I joined a big 4 at the ripe old age of 33. While I had a few (just a few) years on many of my coworkers, it did not stand in my way at all.
You don't mention what you were up to before your MBA program, but you should look at its value, however far removed from accounting it may have been. Today there is much more emphasis on industry-specific knowledge, and you may find that rather than a detriment, you have an asset in your 'aged' entry.
As to the partner thing, yes, you may find that age gets in your way there, but consider what that means. Traditionally, one gets put up for partner in their 30's, then spends the next decade paying into the partnership. For a late entry, that path is a challenge. So you find that the Big 4 create non-equity positions as 'Director' to accommodate senior staff who aren't in the partner age bracket.
Frankly, I think the Director thing has many advantages that people didn't foersee a few years ago. Many an Andersen partner took it on the chin when their equity was reduced to zero. Partners of all the other Big 4 share the firm's liabilities to a much greater degree than non-equity partners or directors.
Being a partner may be ego food, but it's not what it used to be from a career perspective. |
| Message: |
Dear Taxdweeb,
Thank you for your viewpoint. I guess I should have clarified that I passed on the MBA thing to pursue strict accounting as a second undergrad, so to speak. My fiancee is in the MBA program at the school, though. Well, what did I do before going back to college?
I spent two years in grad school in Foreign Lits, teaching undergrads for a stipend while getting an M.A. (again, totally unrelated). Then I joined a company that, without mentioning names, is now under Chap. 11 after one of its planes was slammed into the WTC. About my duties over there, let me just say that it was on the lower end of the company food chain, dealing with customers. One reason why I chose accounting is that it seems to be more job specific than some other business disciplines.

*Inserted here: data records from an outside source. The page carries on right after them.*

// use log macros.
#[macro_use]
extern crate log as _log;

use std::sync::Arc;

use raven_engine::prelude::*;
use raven_engine::prelude::rg::*;

/// Device without any GPU behind, it only keeps track of what it is asked for.
#[derive(Default)]
struct NullDevice {
    next_texture_id: u32,
    submitted_passes: u64,
    queue_syncs: u64,
}

#[derive(Debug)]
struct NullTexture {
    id: u32,
    desc: ResolvedTextureDesc,
}

struct NullRendererList {
    draw_count: u32,
}

impl Device for NullDevice {
    type Texture = NullTexture;
    type RendererList = NullRendererList;

    fn create_texture(&mut self, desc: &ResolvedTextureDesc) -> anyhow::Result<NullTexture> {
        let id = self.next_texture_id;
        self.next_texture_id += 1;

        debug!("Create texture #{} {:?} {}x{} {:?} x{}",
            id, desc.name, desc.key.width, desc.key.height, desc.key.format, desc.key.samples);
        Ok(NullTexture { id, desc: desc.clone() })
    }

    fn create_renderer_list(&mut self, desc: &RendererListDesc) -> anyhow::Result<NullRendererList> {
        // pretend every shader pass tag matches a few objects
        Ok(NullRendererList { draw_count: desc.pass_names.len() as u32 * 16 })
    }

    fn queue_sync(&mut self, _sync: &QueueSync) {
        self.queue_syncs += 1;
    }

    fn destroy_texture(&mut self, texture: NullTexture) {
        trace!("Destroy texture #{} {:?}", texture.id, texture.desc.name);
    }
}

impl NullDevice {
    fn submit(&mut self, pass: &str, draws: u32) {
        self.submitted_passes += 1;
        trace!("Submit {:?} with {} draws", pass, draws);
    }
}

#[derive(Default)]
struct LightingPayload {
    light_count: u32,
    exposure: f32,
}

#[derive(Default)]
struct SandboxApp {
    back_buffer: Option<Arc<NullTexture>>,
    show_debug_view: bool,
}

impl SandboxApp {
    fn back_buffer_desc(params: &ExecuteParams) -> TextureDesc {
        TextureDesc::new_2d(params.rendering_width, params.rendering_height, TextureFormat::Bgra8Unorm)
            .with_name("back buffer")
    }

    fn draw_pass(ctx: &mut PassContext<'_, NullDevice>) -> anyhow::Result<()> {
        let mut draws = 0;
        for list in ctx.resources.renderer_lists() {
            draws += ctx.renderer_list(list)?.draw_count;
        }

        let name = ctx.pass_name();
        ctx.device.submit(name, draws);
        Ok(())
    }
}

impl App<NullDevice> for SandboxApp {
    fn init(&mut self, params: &ExecuteParams) -> anyhow::Result<()> {
        let desc = Self::back_buffer_desc(params);

        // the swapchain image would come from the window system
        self.back_buffer = Some(Arc::new(NullTexture {
            id: u32::MAX,
            desc: desc.resolve(params),
        }));
        info!("Sandbox initialized at {}x{}, {:?}", params.rendering_width, params.rendering_height, params.msaa_samples);
        Ok(())
    }

    fn prepare_frame(&mut self, rg: &mut RenderGraph<NullDevice>, params: &ExecuteParams) -> anyhow::Result<()> {
        let back_buffer = self.back_buffer.clone()
            .ok_or_else(|| anyhow::anyhow!("Sandbox is not initialized"))?;
        let mut back_buffer = rg.import_texture(Self::back_buffer_desc(params), back_buffer)?;

        let mut depth = rg.create_texture(TextureDesc::full_screen(TextureFormat::Depth32Float)
            .with_clear([1.0, 0.0, 0.0, 0.0])
            .with_name("depth"))?;

        // depth prepass
        {
            let mut pass = rg.add_pass("depth prepass");
            pass.create_and_use_renderer_list(RendererListDesc::new(&["DepthOnly"], RenderQueueRange::Opaque)
                .with_sorting(SortingCriteria::FrontToBack)
                .with_name("opaque depth"))?;
            pass.use_depth_output(&mut depth, DepthAccess::Write)?;
            pass.render_fn(Self::draw_pass);
        }

        // gbuffer
        let mut albedo = rg.create_texture(TextureDesc::full_screen(TextureFormat::Rgba8Srgb).with_name("gbuffer albedo"))?;
        let mut normal = rg.create_texture(TextureDesc::full_screen(TextureFormat::Rgba16Float).with_name("gbuffer normal"))?;
        {
            let mut pass = rg.add_pass("gbuffer");
            pass.create_and_use_renderer_list(RendererListDesc::new(&["GBuffer"], RenderQueueRange::Opaque)
                .with_sorting(SortingCriteria::CommonOpaque)
                .with_name("opaque"))?;
            pass.use_color_output(&mut albedo, 0)?;
            pass.use_color_output(&mut normal, 1)?;
            pass.use_depth_output(&mut depth, DepthAccess::Read)?;
            pass.render_fn(Self::draw_pass);
        }

        // tiled light list, free to overlap with the shadows on the compute queue
        let mut light_list = rg.create_texture(TextureDesc::screen_scaled(1.0 / 16.0, 1.0 / 16.0, TextureFormat::R32Uint)
            .with_random_write()
            .with_name("light list"))?;
        {
            let mut pass = rg.add_pass("build light list");
            pass.read_texture(depth)?;
            pass.write_texture(&mut light_list)?;
            pass.enable_async_compute(true);
            pass.render_fn(Self::draw_pass);
        }

        let mut shadow_map = rg.create_texture(TextureDesc::new_2d(2048, 2048, TextureFormat::Depth32Float)
            .with_clear([1.0, 0.0, 0.0, 0.0])
            .with_name("shadow map"))?;
        {
            let mut pass = rg.add_pass("shadows");
            pass.create_and_use_renderer_list(RendererListDesc::new(&["ShadowCaster"], RenderQueueRange::Opaque)
                .with_name("shadow casters"))?;
            pass.use_depth_output(&mut shadow_map, DepthAccess::ReadWrite)?;
            pass.render_fn(Self::draw_pass);
        }

        // nothing consumes it unless the debug view is shown, the graph drops it otherwise
        let mut debug_view = rg.create_texture(TextureDesc::full_screen(TextureFormat::Rgba8Unorm).with_name("debug view"))?;
        {
            let mut pass = rg.add_pass("debug normals");
            pass.read_texture(normal)?;
            pass.use_color_output(&mut debug_view, 0)?;
            pass.render_fn(Self::draw_pass);
        }

        let mut hdr = rg.create_texture(TextureDesc::full_screen(TextureFormat::Rgba16Float).with_name("hdr"))?;
        {
            let mut pass = rg.add_pass("deferred lighting");
            for input in [albedo, normal, depth, light_list, shadow_map] {
                pass.read_texture(input)?;
            }
            pass.use_color_output(&mut hdr, 0)?;

            let mut payload = pass.payload::<LightingPayload>();
            payload.light_count = 128;
            payload.exposure = 1.0;
            pass.render(payload, |payload, ctx| {
                trace!("Shade {} lights, exposure {}", payload.light_count, payload.exposure);
                Self::draw_pass(ctx)
            });
        }

        let mut transparent = rg.create_texture(TextureDesc::full_screen(TextureFormat::Rgba16Float)
            .with_msaa(false)
            .with_clear([0.0; 4])
            .with_name("transparent"))?;
        {
            let mut pass = rg.add_pass("forward transparent");
            pass.create_and_use_renderer_list(RendererListDesc::new(&["Forward"], RenderQueueRange::Transparent)
                .with_sorting(SortingCriteria::CommonTransparent)
                .with_name("transparent"))?;
            pass.use_color_output(&mut transparent, 0)?;
            pass.render_fn(Self::draw_pass);
        }

        {
            let mut pass = rg.add_pass("msaa resolve");
            pass.read_texture(transparent)?;
            pass.write_texture(&mut hdr)?;
            pass.render_fn(Self::draw_pass);
        }

        {
            let mut pass = rg.add_pass("final blit");
            pass.read_texture(hdr)?;
            if self.show_debug_view {
                pass.read_texture(debug_view)?;
            }
            pass.use_color_output(&mut back_buffer, 0)?;
            pass.render_fn(Self::draw_pass);
        }

        Ok(())
    }

    fn shutdown(&mut self) {
        self.back_buffer = None;
    }
}

fn main() {
    let mut engine_context = raven_engine::init(Box::new(SandboxApp::default()), NullDevice::default())
        .unwrap_or_else(|err| {
            eprintln!("Raven Engine failed to initialize with: {:?}", err); // use eprintln here, because log module may not be initialized successfully.
            std::process::exit(1);
        });

    raven_engine::main_loop(&mut engine_context);

    let device = raven_engine::shutdown(engine_context);
    info!("{} passes submitted, {} cross queue syncs, {} textures created",
        device.submitted_passes, device.queue_syncs, device.next_texture_id);
}
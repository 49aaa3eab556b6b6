use std::slice::Chunks;

use crate::ConfigError;

const DEFAULT_BATCH_SIZE: usize = 200;

/// Number of words sent per request. Always at least one.
#[derive(Debug, Clone, Copy, PartialEq, Eq)]
pub struct BatchSize(usize);

impl BatchSize {
    pub fn get(self) -> usize {
        self.0
    }
}

impl Default for BatchSize {
    fn default() -> Self {
        Self(DEFAULT_BATCH_SIZE)
    }
}

impl TryFrom<i64> for BatchSize {
    type Error = ConfigError;

    fn try_from(count: i64) -> Result<Self, Self::Error> {
        match usize::try_from(count) {
            Ok(size) if size > 0 => Ok(Self(size)),
            _ => Err(ConfigError::NonPositiveBatchSize(count)),
        }
    }
}

/// Splits a word list into contiguous batches of at most `size` words.
///
/// Batches are borrowed slices produced lazily; calling [`WordBatcher::batches`]
/// again restarts from the first word.
#[derive(Debug, Clone, Copy)]
pub struct WordBatcher<'a> {
    words: &'a [String],
    size: BatchSize,
}

impl<'a> WordBatcher<'a> {
    pub fn new(words: &'a [String], size: BatchSize) -> Self {
        Self { words, size }
    }

    pub fn batches(&self) -> Chunks<'a, String> {
        self.words.chunks(self.size.get())
    }

    /// Number of batches a full pass yields.
    pub fn batch_count(&self) -> usize {
        self.words.len().div_ceil(self.size.get())
    }
}
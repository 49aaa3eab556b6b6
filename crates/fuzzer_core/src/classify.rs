use serde_json::Value;

use crate::extract::has_trigger;

/// Result of a single probe request. Exactly one variant per request.
#[derive(Debug, Clone, PartialEq)]
pub enum ResponseOutcome {
    Success(Value),
    HttpError(u16),
    TransportError(String),
    InvalidJson,
}

#[derive(Debug, Clone, PartialEq, Eq)]
pub enum Classification {
    /// Network-level failure; the run moves on to the next batch.
    TransportFailed(String),
    /// A 200 response whose body was not JSON; the run moves on.
    InvalidJson,
    /// Any status other than 200; the run stops dispatching batches.
    Halt(u16),
    /// Error messages carrying a trigger phrase, in response order.
    /// Empty when the body has no `errors` array or nothing matched.
    Messages(Vec<String>),
}

pub fn classify(outcome: ResponseOutcome) -> Classification {
    match outcome {
        ResponseOutcome::TransportError(cause) => Classification::TransportFailed(cause),
        ResponseOutcome::HttpError(status) => Classification::Halt(status),
        ResponseOutcome::InvalidJson => Classification::InvalidJson,
        ResponseOutcome::Success(body) => Classification::Messages(trigger_messages(&body)),
    }
}

fn trigger_messages(body: &Value) -> Vec<String> {
    let Some(errors) = body.get("errors").and_then(Value::as_array) else {
        return Vec::new();
    };
    errors
        .iter()
        .map(|entry| {
            entry
                .get("message")
                .and_then(Value::as_str)
                .unwrap_or_default()
        })
        .filter(|message| has_trigger(message))
        .map(ToOwned::to_owned)
        .collect()
}
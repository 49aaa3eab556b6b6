use crate::ConfigError;

/// Splits a `Name: value` argument at the first colon and trims both halves.
pub fn parse_header(raw: &str) -> Result<(String, String), ConfigError> {
    let (name, value) = raw
        .split_once(':')
        .ok_or_else(|| ConfigError::MalformedHeader(raw.to_string()))?;
    let name = name.trim();
    if name.is_empty() {
        return Err(ConfigError::MalformedHeader(raw.to_string()));
    }
    Ok((name.to_string(), value.trim().to_string()))
}
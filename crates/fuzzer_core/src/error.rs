use thiserror::Error;

#[derive(Debug, Clone, PartialEq, Eq, Error)]
pub enum ConfigError {
    #[error("batch size must be a positive integer, got {0}")]
    NonPositiveBatchSize(i64),
    #[error("invalid header format: {0:?}. Use 'Header-Name: value' format")]
    MalformedHeader(String),
}
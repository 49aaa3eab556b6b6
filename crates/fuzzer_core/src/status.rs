use std::fmt;

/// How alarming an HTTP stop condition is. Only affects presentation.
#[derive(Debug, Clone, Copy, PartialEq, Eq)]
pub enum Severity {
    Critical,
    Warning,
    Notice,
}

#[derive(Debug, Clone, Copy, PartialEq, Eq)]
pub struct StatusExplanation {
    pub status: u16,
    /// `None` for codes outside the lookup table.
    pub title: Option<&'static str>,
    pub detail: Option<&'static str>,
    pub severity: Severity,
}

/// Maps a non-200 status to the text shown when the run stops.
pub fn explain_status(status: u16) -> StatusExplanation {
    let (title, detail, severity) = match lookup(status) {
        Some((title, detail, severity)) => (Some(title), detail, severity),
        None => (None, None, Severity::Critical),
    };
    StatusExplanation {
        status,
        title,
        detail,
        severity,
    }
}

fn lookup(status: u16) -> Option<(&'static str, Option<&'static str>, Severity)> {
    let entry = match status {
        400 => (
            "Bad Request",
            Some("Server cannot process the request"),
            Severity::Critical,
        ),
        401 => ("Unauthorized", Some("Authentication required"), Severity::Warning),
        403 => ("Forbidden", Some("Access denied"), Severity::Critical),
        404 => ("Not Found", Some("Resource not found"), Severity::Notice),
        429 => ("Too Many Requests", Some("Rate limit exceeded"), Severity::Warning),
        500 => ("Internal Server Error", None, Severity::Critical),
        502 => ("Bad Gateway", None, Severity::Critical),
        503 => ("Service Unavailable", None, Severity::Warning),
        _ => return None,
    };
    Some(entry)
}

impl StatusExplanation {
    /// Headline text, e.g. `Forbidden` or `Unknown error`.
    pub fn headline(&self) -> &'static str {
        self.title.unwrap_or("Unknown error")
    }

    /// Text following the headline, e.g. ` - Access denied` or ` with code 418`.
    pub fn trailer(&self) -> String {
        match (self.title, self.detail) {
            (None, _) => format!(" with code {}", self.status),
            (Some(_), Some(detail)) => format!(" - {detail}"),
            (Some(_), None) => String::new(),
        }
    }
}

impl fmt::Display for StatusExplanation {
    fn fmt(&self, f: &mut fmt::Formatter<'_>) -> fmt::Result {
        write!(f, "{}{}", self.headline(), self.trailer())
    }
}
use std::fs;
use std::io;
use std::path::{Path, PathBuf};

use fuzzer_logging::fuzz_info;
use thiserror::Error;

#[derive(Debug, Error)]
pub enum WordlistError {
    #[error("wordlist file not found: {}", path.display())]
    NotFound { path: PathBuf },
    #[error("failed to read wordlist {}: {source}", path.display())]
    Read {
        path: PathBuf,
        #[source]
        source: io::Error,
    },
}

/// Reads a newline-delimited word list. Lines are trimmed; blank lines are dropped.
pub fn load_wordlist(path: &Path) -> Result<Vec<String>, WordlistError> {
    let bytes = fs::read(path).map_err(|source| match source.kind() {
        io::ErrorKind::NotFound => WordlistError::NotFound {
            path: path.to_path_buf(),
        },
        _ => WordlistError::Read {
            path: path.to_path_buf(),
            source,
        },
    })?;
    let words = parse_wordlist(&String::from_utf8_lossy(&bytes));
    fuzz_info!("Loaded {} words from {:?}", words.len(), path);
    Ok(words)
}

fn parse_wordlist(text: &str) -> Vec<String> {
    text.lines()
        .map(str::trim)
        .filter(|line| !line.is_empty())
        .map(ToOwned::to_owned)
        .collect()
}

I just find what the man said to be insensitive. We all deserve a chance to prove ourselves and find our niche. Is it my fault that at 19 I never would have thought of accounting? I grew up in Europe, although I am an American, and I look up to this country precisely because I believe that it is above that kind of discrmination. In Italy or Germany, for example, I would have been "cooked" by now. Thank you for your words of encouragement.